Bonjour, quel est l’effet des chaussures à semelles avec plaque de carbone utilisées pour la course à pied sur le squelette à long terme ?
« J’ai d’abord pris des dispositions nutritionnelles pour compenser l’absence de cartilage et de ménisque, et renforcer les muscles de mes jambes et autour des genoux » ….
Bonjour,
J’aimerai bien que vous écriviez un article là dessus….
Cordialement
(Vos articles et vos revues m intéressent, mais mes moyens sont insuffisants pour m’abonner)

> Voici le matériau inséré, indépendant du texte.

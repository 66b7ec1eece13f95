//! Task CRUD and manual-trigger endpoints.

use std::sync::Arc;

use axum::extract::{Path, State};
use axum::http::StatusCode;
use axum::Json;
use serde_json::Value;

use foerderband_manager::{RunSummary, Task, TaskDefinition, TaskPatch};

use crate::state::AppState;

use super::common::{pipeline_err, ApiResult};

/// POST /tasks -- schedule a new task.
pub async fn tasks_create(
    State(state): State<Arc<AppState>>,
    Json(def): Json<TaskDefinition>,
) -> ApiResult<(StatusCode, Json<Task>)> {
    let task = state
        .manager
        .schedule_task(def)
        .await
        .map_err(pipeline_err)?;
    Ok((StatusCode::CREATED, Json(task)))
}

/// GET /tasks -- list all tasks.
pub async fn tasks_list(State(state): State<Arc<AppState>>) -> Json<Vec<Task>> {
    Json(state.manager.list_tasks())
}

/// GET /tasks/{id}
pub async fn tasks_get(
    State(state): State<Arc<AppState>>,
    Path(id): Path<String>,
) -> ApiResult<Json<Task>> {
    let task = state.manager.get_task(&id).map_err(pipeline_err)?;
    Ok(Json(task))
}

/// PUT /tasks/{id} -- partial update.
pub async fn tasks_update(
    State(state): State<Arc<AppState>>,
    Path(id): Path<String>,
    Json(patch): Json<TaskPatch>,
) -> ApiResult<Json<Task>> {
    let task = state
        .manager
        .update_task(&id, patch)
        .await
        .map_err(pipeline_err)?;
    Ok(Json(task))
}

/// DELETE /tasks/{id} -- deregisters the webhook link first; a failed
/// deregistration aborts the delete.
pub async fn tasks_delete(
    State(state): State<Arc<AppState>>,
    Path(id): Path<String>,
) -> ApiResult<StatusCode> {
    state.manager.delete_task(&id).await.map_err(pipeline_err)?;
    Ok(StatusCode::NO_CONTENT)
}

/// POST /tasks/{id}/enable
pub async fn tasks_enable(
    State(state): State<Arc<AppState>>,
    Path(id): Path<String>,
) -> ApiResult<Json<Task>> {
    let task = state.manager.enable_task(&id).await.map_err(pipeline_err)?;
    Ok(Json(task))
}

/// POST /tasks/{id}/disable
pub async fn tasks_disable(
    State(state): State<Arc<AppState>>,
    Path(id): Path<String>,
) -> ApiResult<Json<Task>> {
    let task = state
        .manager
        .disable_task(&id)
        .await
        .map_err(pipeline_err)?;
    Ok(Json(task))
}

/// POST /tasks/{id}/trigger -- manual run with an optional payload body.
/// Disabled tasks are rejected with 403.
pub async fn tasks_trigger(
    State(state): State<Arc<AppState>>,
    Path(id): Path<String>,
    payload: Option<Json<Value>>,
) -> ApiResult<Json<RunSummary>> {
    let summary = state
        .manager
        .trigger_manual(&id, payload.map(|Json(v)| v))
        .await
        .map_err(pipeline_err)?;
    Ok(Json(summary))
}
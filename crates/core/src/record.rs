//! Interchange types flowing between sources, transformers, and destinations.
//!
//! A source run produces a [`SourceOutcome`]; the orchestrator flattens its
//! payload into raw values, the transformer turns those into
//! [`IngestionRecord`]s, and the destination consumes the records.

use chrono::{DateTime, Utc};
use serde::{Deserialize, Serialize};
use serde_json::{Map, Value};
use sha2::{Digest, Sha256};

// ── Payload keys ─────────────────────────────────────────────────────

/// Keys a source recognizes in the run payload. A payload without
/// [`WEBHOOK_PAYLOAD`] means full scan; with it, delta sync.
pub mod payload_keys {
    pub const TASK_DEFINITION: &str = "task_definition";
    pub const WEBHOOK_PAYLOAD: &str = "webhook_payload";
    pub const EXTERNAL_RESOURCE_ID: &str = "external_resource_id";
    pub const CHANGE_TYPE: &str = "change_type";
    pub const START_PAGE_TOKEN: &str = "start_page_token";
    pub const NEXT_PAGE_TOKEN: &str = "next_page_token";
    pub const OTHER_CRAWLER_TOKENS: &str = "other_crawler_specific_tokens";
    /// Added to the payload handed to transformers only, stamped after
    /// the source run completes. Sources never see it.
    pub const FETCHED_AT: &str = "fetched_at";
}

// ── IngestionRecord ──────────────────────────────────────────────────

/// One item of source data in the uniform transformer/destination shape.
///
/// A `status_code` other than 200 marks a per-item fetch failure; `content`
/// then holds the error description rather than source data.
#[derive(Debug, Clone, PartialEq, Serialize, Deserialize)]
pub struct IngestionRecord {
    /// Stable per source item.
    pub id: String,
    pub content: String,
    #[serde(default, skip_serializing_if = "Option::is_none")]
    pub url: Option<String>,
    pub status_code: u16,
    pub fetched_at: DateTime<Utc>,
    /// Open map: file_path, change_type, mime_type, commit_sha, ...
    #[serde(default, skip_serializing_if = "Map::is_empty")]
    pub metadata: Map<String, Value>,
}

impl IngestionRecord {
    /// A successfully fetched record.
    pub fn ok(id: impl Into<String>, content: impl Into<String>, fetched_at: DateTime<Utc>) -> Self {
        Self {
            id: id.into(),
            content: content.into(),
            url: None,
            status_code: 200,
            fetched_at,
            metadata: Map::new(),
        }
    }

    /// A per-item fetch failure, encoded instead of failing the run.
    pub fn fetch_error(
        id: impl Into<String>,
        message: impl Into<String>,
        fetched_at: DateTime<Utc>,
    ) -> Self {
        Self {
            id: id.into(),
            content: message.into(),
            url: None,
            status_code: 500,
            fetched_at,
            metadata: Map::new(),
        }
    }

    pub fn is_error(&self) -> bool {
        self.status_code != 200
    }
}

/// Stable content-derived id for items that carry no natural identifier.
pub fn content_id(content: &str) -> String {
    let mut hasher = Sha256::new();
    hasher.update(content.as_bytes());
    hex::encode(&hasher.finalize()[..16])
}

// ── Source outcome ───────────────────────────────────────────────────

/// Inner payload of a source run: the raw data plus any continuation
/// cursors the next run should resume from.
#[derive(Debug, Clone, Default, Serialize, Deserialize)]
pub struct SourceData {
    /// Raw records. A list is used as-is; a scalar is wrapped into a
    /// singleton by the orchestrator; absent yields the empty list.
    #[serde(default, skip_serializing_if = "Option::is_none")]
    pub data: Option<Value>,
    #[serde(default, skip_serializing_if = "Option::is_none")]
    pub start_page_token: Option<String>,
    #[serde(default, skip_serializing_if = "Option::is_none")]
    pub next_page_token: Option<String>,
    #[serde(default, skip_serializing_if = "Map::is_empty")]
    pub other_crawler_specific_tokens: Map<String, Value>,
}

impl SourceData {
    pub fn has_cursors(&self) -> bool {
        self.start_page_token.is_some()
            || self.next_page_token.is_some()
            || !self.other_crawler_specific_tokens.is_empty()
    }
}

/// What a source run returned.
#[derive(Debug, Clone, Serialize, Deserialize)]
pub struct SourceOutcome {
    pub success: bool,
    /// HTTP-style status for the run as a whole.
    pub code: u16,
    pub message: String,
    #[serde(default, skip_serializing_if = "Option::is_none")]
    pub data: Option<SourceData>,
}

impl SourceOutcome {
    pub fn ok(data: SourceData) -> Self {
        Self {
            success: true,
            code: 200,
            message: "ok".to_string(),
            data: Some(data),
        }
    }

    pub fn failed(code: u16, message: impl Into<String>) -> Self {
        Self {
            success: false,
            code,
            message: message.into(),
            data: None,
        }
    }
}

// ── Tests ────────────────────────────────────────────────────────────

#[cfg(test)]
mod tests {
    use super::*;

    #[test]
    fn test_record_roundtrip() {
        let mut record = IngestionRecord::ok("item-1", "hello", Utc::now());
        record.url = Some("https://example.com/a".to_string());
        record.metadata.insert("mime_type".into(), Value::String("text/plain".into()));

        let json = serde_json::to_string(&record).unwrap();
        let parsed: IngestionRecord = serde_json::from_str(&json).unwrap();
        assert_eq!(parsed, record);
        assert!(!parsed.is_error());
    }

    #[test]
    fn test_fetch_error_record() {
        let record = IngestionRecord::fetch_error("item-2", "connection refused", Utc::now());
        assert!(record.is_error());
        assert_eq!(record.status_code, 500);
        assert_eq!(record.content, "connection refused");
    }

    #[test]
    fn test_content_id_stable() {
        assert_eq!(content_id("same input"), content_id("same input"));
        assert_ne!(content_id("a"), content_id("b"));
        // 16 bytes hex-encoded
        assert_eq!(content_id("x").len(), 32);
    }

    #[test]
    fn test_source_data_cursors() {
        let mut data = SourceData::default();
        assert!(!data.has_cursors());
        data.next_page_token = Some("n9".to_string());
        assert!(data.has_cursors());
    }

    #[test]
    fn test_source_data_empty_serializes_compact() {
        let data = SourceData::default();
        let json = serde_json::to_string(&data).unwrap();
        assert_eq!(json, "{}");
    }

    #[test]
    fn test_outcome_failed() {
        let outcome = SourceOutcome::failed(502, "remote listing failed");
        assert!(!outcome.success);
        assert_eq!(outcome.code, 502);
        assert!(outcome.data.is_none());
    }
}
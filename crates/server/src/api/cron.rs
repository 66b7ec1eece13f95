//! Cron tick surface. The process owns no timer: an external scheduler
//! POSTs here and every enabled cron task due at the tick time runs.

use std::sync::Arc;

use axum::extract::State;
use axum::Json;
use chrono::{DateTime, Utc};
use serde::{Deserialize, Serialize};

use foerderband_manager::RunSummary;

use crate::state::AppState;

#[derive(Debug, Default, Deserialize)]
pub struct CronTickRequest {
    /// Tick time override for skew-controlled schedulers; defaults to
    /// wall clock.
    #[serde(default)]
    pub time: Option<DateTime<Utc>>,
}

#[derive(Debug, Serialize)]
pub struct CronTaskResult {
    pub task_id: String,
    pub summary: RunSummary,
}

#[derive(Debug, Serialize)]
pub struct CronTickResponse {
    pub triggered: usize,
    pub results: Vec<CronTaskResult>,
}

/// POST /cron/tick
pub async fn cron_tick(
    State(state): State<Arc<AppState>>,
    body: Option<Json<CronTickRequest>>,
) -> Json<CronTickResponse> {
    let time = body.and_then(|Json(req)| req.time);
    let results: Vec<CronTaskResult> = state
        .manager
        .trigger_all_enabled_cron_tasks(time)
        .await
        .into_iter()
        .map(|(task_id, summary)| CronTaskResult { task_id, summary })
        .collect();

    Json(CronTickResponse {
        triggered: results.len(),
        results,
    })
}
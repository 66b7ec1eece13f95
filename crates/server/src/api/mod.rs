pub mod common;
pub mod cron;
pub mod health;
pub mod tasks;
pub mod webhooks;

pub use cron::cron_tick;
pub use health::health;
pub use tasks::{
    tasks_create, tasks_delete, tasks_disable, tasks_enable, tasks_get, tasks_list,
    tasks_trigger, tasks_update,
};
pub use webhooks::webhook_receive;
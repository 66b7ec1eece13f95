//! Webhook ingress: the HTTP surface external services call back into.
//!
//! Request headers and body are opaque here; verification, fan-out, and
//! cursor bookkeeping all happen in the manager. Responses use the
//! dispatch status mapping: 200 processed (possibly "no task matched"),
//! 400 malformed, 401 signature/token mismatch, 404 no enabled task.

use std::collections::HashMap;
use std::sync::Arc;

use axum::body::Bytes;
use axum::extract::{Path, State};
use axum::http::HeaderMap;
use axum::Json;

use foerderband_manager::RunSummary;

use crate::state::AppState;

use super::common::{pipeline_err, ApiResult};

/// POST /webhooks/{endpoint_id}
pub async fn webhook_receive(
    State(state): State<Arc<AppState>>,
    Path(endpoint_id): Path<String>,
    headers: HeaderMap,
    body: Bytes,
) -> ApiResult<Json<RunSummary>> {
    let headers = header_map(&headers);
    let summary = state
        .manager
        .trigger_webhook(&endpoint_id, &headers, &body)
        .await
        .map_err(pipeline_err)?;
    Ok(Json(summary))
}

/// Flatten HTTP headers into the verifier's map shape. Non-UTF8 values
/// are dropped; webhook signatures and tokens are always ASCII.
fn header_map(headers: &HeaderMap) -> HashMap<String, String> {
    headers
        .iter()
        .filter_map(|(name, value)| {
            value
                .to_str()
                .ok()
                .map(|v| (name.as_str().to_string(), v.to_string()))
        })
        .collect()
}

Bonjour, je ne peux qu’être d’accord. Aprés des douleurs aux pieds mon médecin m’a envoyé chez le podologue qui m’a fait des semelles que je n’ai pratiquement pas portées. Le podologue me disait que je ne devais jamais marcher à pieds nus, que cela « déformait » les pieds! Or c’est ce que j’ai toujours fait à la maison. Mes sports étaient judo, karaté, aikido. En ville je porte des Teva qui m’ont accompagnées dans de nombreux trekkings. A presque 70 ans j’ai de l’arthrose aux genoux. A part des compléments alimentaires et l’éviction totale du gluten je vais à la salle de sport pour muscler les genoux et les jambes et je pratique le yoga pour la mobilité. Mon médecin m’avait promis des prothèses, par contre mon ostéopathe était bluffée par ma récupération. Bien sûr je ne fais plus de jogging ni de trekkings mais je me déplace. Donc marcher à pieds nus est pour moi très positif. Benoite Cela permet également d’être connectés à la terre et d’en recevoir l’énergie! Merci pour tous tes bons conseils!